### Work order
Identify and pull out each line of the entries in which "notify" occurs.

### Data supplied
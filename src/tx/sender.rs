//! Transaction sender: pooled signers, one resync retry on nonce conflicts

use super::gas::{GasEstimator, GasOverrides};
use super::intent::TransactionIntent;
use super::nonce::{NonceLock, NonceReservation};
use crate::chain::{ConfirmationWatcher, NetworkClient, SignedTransaction};
use crate::error::{RelayerError, RelayerResult};
use crate::events::{TxEvent, TxObserver};
use crate::wallet::AccountPool;

use ethers::signers::Signer;
use ethers::types::transaction::eip2718::TypedTransaction;
use ethers::types::{Address, TransactionReceipt, TransactionRequest, H256, U256, U64};
use std::sync::Arc;
use std::time::Duration;
use tokio::time::timeout;
use tracing::{debug, error, info, warn};

const SEND_TIMEOUT: Duration = Duration::from_secs(30);
const RELEASE_ATTEMPTS: u32 = 3;
const RELEASE_RETRY_DELAY: Duration = Duration::from_millis(100);

/// Submits transactions from the account pool.
///
/// Every submission holds a reservation on exactly one pool address from just
/// before signing until the node returns a hash, so two in-flight transactions
/// never share an (address, nonce) pair.
pub struct TransactionSender {
    client: Arc<dyn NetworkClient>,
    pool: Arc<AccountPool>,
    nonce_lock: Arc<NonceLock>,
    gas_estimator: GasEstimator,
    watcher: ConfirmationWatcher,
}

impl TransactionSender {
    /// Create a new transaction sender
    pub fn new(
        client: Arc<dyn NetworkClient>,
        pool: Arc<AccountPool>,
        nonce_lock: Arc<NonceLock>,
        gas_estimator: GasEstimator,
        watcher: ConfirmationWatcher,
    ) -> Self {
        info!(
            "Transaction sender initialized with {} funded of {} pool accounts",
            pool.funded_addresses().len(),
            pool.addresses().len()
        );

        Self {
            client,
            pool,
            nonce_lock,
            gas_estimator,
            watcher,
        }
    }

    pub fn pool(&self) -> &Arc<AccountPool> {
        &self.pool
    }

    /// Submit `intent` and wait for its receipt.
    ///
    /// `observer` receives the lifecycle notifications, ending with exactly one
    /// `Receipt` or `Error`.
    pub async fn submit(
        &self,
        intent: TransactionIntent,
        observer: &dyn TxObserver,
        overrides: GasOverrides,
    ) -> RelayerResult<TransactionReceipt> {
        let result = self.submit_with_resync(&intent, observer, &overrides).await;

        match &result {
            Ok(receipt) => {
                crate::metrics::record_tx_confirmed(self.client.chain_id());
                observer.notify(&TxEvent::Receipt(receipt.clone()));
            }
            Err(e) => {
                crate::metrics::record_tx_failed(self.client.chain_id());
                if e.should_alert() {
                    error!(
                        alert = true,
                        "Transaction to {:?} failed, operator action needed: {}",
                        intent.to,
                        e
                    );
                } else if e.is_retryable() {
                    warn!("Transaction to {:?} failed, safe to resubmit: {}", intent.to, e);
                } else {
                    error!("Transaction to {:?} failed: {}", intent.to, e);
                }
                observer.notify(&TxEvent::Error(e.to_string()));
            }
        }

        result
    }

    /// Send native currency, from `from` when given or any funded account otherwise
    pub async fn send_native(
        &self,
        from: Option<Address>,
        to: Address,
        value: U256,
        observer: &dyn TxObserver,
        overrides: GasOverrides,
    ) -> RelayerResult<TransactionReceipt> {
        let intent = match from {
            Some(address) => TransactionIntent::native(to, value).with_signer(address),
            None => TransactionIntent::native(to, value),
        };
        self.submit(intent, observer, overrides).await
    }

    /// Balance of `address`, or of the primary pool address
    pub async fn get_balance(&self, address: Option<Address>) -> RelayerResult<U256> {
        self.pool.get_balance(address).await
    }

    async fn submit_with_resync(
        &self,
        intent: &TransactionIntent,
        observer: &dyn TxObserver,
        overrides: &GasOverrides,
    ) -> RelayerResult<TransactionReceipt> {
        let signers = match intent.from {
            Some(address) => {
                if self.pool.account(&address).is_none() {
                    return Err(RelayerError::Wallet(format!(
                        "{:?} is not a pool account",
                        address
                    )));
                }
                vec![address]
            }
            None => self.pool.funded_addresses().to_vec(),
        };
        let estimate_from = signers.first().copied().unwrap_or_else(|| self.pool.primary_address());

        let gas_limit = self
            .gas_estimator
            .resolve_gas_limit(self.client.as_ref(), intent, estimate_from, overrides)
            .await;
        let gas_price = self.gas_estimator.resolve_gas_price(overrides);

        let mut candidates = signers;
        let mut resynced = false;

        loop {
            let reservation = self.nonce_lock.lock(&candidates).await?;
            let address = reservation.address();
            let nonce = reservation.nonce();
            debug!(
                "Sending tx from {:?} | nonce {} | gas {} | max cost {}",
                address,
                nonce,
                gas_limit,
                GasEstimator::calculate_cost(gas_limit, gas_price)
            );

            match self.broadcast(intent, &reservation, gas_limit, gas_price).await {
                Ok(tx_hash) => {
                    // The node holds the transaction, so its nonce is consumed
                    self.release_reservation(&reservation).await;
                    drop(reservation);

                    info!("Transaction sent: {:?} from {:?} nonce {}", tx_hash, address, nonce);
                    crate::metrics::record_tx_submitted(self.client.chain_id());
                    observer.notify(&TxEvent::Hash(tx_hash));

                    return self.await_receipt(tx_hash, observer).await;
                }
                Err(e) if e.is_nonce_conflict() => {
                    // Pending count, so transactions still in the node's pool are not reused
                    let fresh = match self.client.get_pending_transaction_count(address).await {
                        Ok(count) => count,
                        Err(count_err) => {
                            self.fail_reservation(&reservation).await;
                            return Err(count_err);
                        }
                    };

                    warn!(
                        "Nonce conflict for {:?}: local {} chain {} ({}), resyncing",
                        address, nonce, fresh, e
                    );
                    crate::metrics::record_nonce_resync(self.client.chain_id());

                    self.nonce_lock.unlock(address, Some(fresh)).await?;
                    reservation.disarm();

                    if resynced {
                        return Err(RelayerError::SubmissionFailed(format!(
                            "nonce conflict persisted after resync for {:?}: {}",
                            address, e
                        )));
                    }
                    resynced = true;
                    // Retry on the same account so the corrected nonce is the one used
                    candidates = vec![address];
                }
                Err(e) => {
                    self.fail_reservation(&reservation).await;
                    return Err(e);
                }
            }
        }
    }

    /// Advance the reservation's nonce, retrying store errors.
    ///
    /// If every attempt fails the drop guard frees the record without
    /// advancing, and the next use of the account resyncs on the conflict.
    async fn release_reservation(&self, reservation: &NonceReservation) {
        for attempt in 1..=RELEASE_ATTEMPTS {
            match reservation.release().await {
                Ok(()) => return,
                Err(e) if attempt < RELEASE_ATTEMPTS => {
                    warn!(
                        "Release of {:?} failed (attempt {}/{}): {}",
                        reservation.address(),
                        attempt,
                        RELEASE_ATTEMPTS,
                        e
                    );
                    tokio::time::sleep(RELEASE_RETRY_DELAY * attempt).await;
                }
                Err(e) => {
                    error!(
                        "Failed to release {:?} after broadcast: {}",
                        reservation.address(),
                        e
                    );
                }
            }
        }
    }

    async fn fail_reservation(&self, reservation: &NonceReservation) {
        if let Err(e) = reservation.fail().await {
            error!("Failed to free {:?}: {}", reservation.address(), e);
        }
    }

    /// Sign and broadcast with the reserved nonce
    async fn broadcast(
        &self,
        intent: &TransactionIntent,
        reservation: &NonceReservation,
        gas_limit: U256,
        gas_price: U256,
    ) -> RelayerResult<H256> {
        let address = reservation.address();
        let account = self.pool.account(&address).ok_or_else(|| {
            RelayerError::InvariantViolation(format!("reserved {:?} is not a pool account", address))
        })?;

        let tx: TypedTransaction = TransactionRequest::new()
            .from(address)
            .to(intent.to)
            .value(intent.value)
            .data(intent.data.clone())
            .nonce(reservation.nonce())
            .gas(gas_limit)
            .gas_price(gas_price)
            .chain_id(U64::from(self.client.chain_id()))
            .into();

        let signature = account
            .wallet()
            .sign_transaction(&tx)
            .await
            .map_err(|e| RelayerError::Wallet(e.to_string()))?;

        let signed = SignedTransaction {
            tx,
            signature,
            from: address,
            nonce: reservation.nonce(),
        };

        timeout(SEND_TIMEOUT, self.client.send_transaction(&signed))
            .await
            .map_err(|_| RelayerError::Timeout {
                operation: "send transaction".to_string(),
            })?
    }

    async fn await_receipt(
        &self,
        tx_hash: H256,
        observer: &dyn TxObserver,
    ) -> RelayerResult<TransactionReceipt> {
        let receipt = self
            .watcher
            .wait(tx_hash, |confirmations| {
                observer.notify(&TxEvent::Confirmation {
                    tx_hash,
                    confirmations,
                })
            })
            .await?;

        if receipt.status == Some(U64::zero()) {
            return Err(RelayerError::Reverted {
                tx_hash: format!("{:?}", tx_hash),
            });
        }

        Ok(receipt)
    }
}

### Exercise solution
                observer.notify(&TxEvent::Receipt(receipt.clone()));
                observer.notify(&TxEvent::Error(e.to_string()));
                    observer.notify(&TxEvent::Hash(tx_hash));
                observer.notify(&TxEvent::Confirmation {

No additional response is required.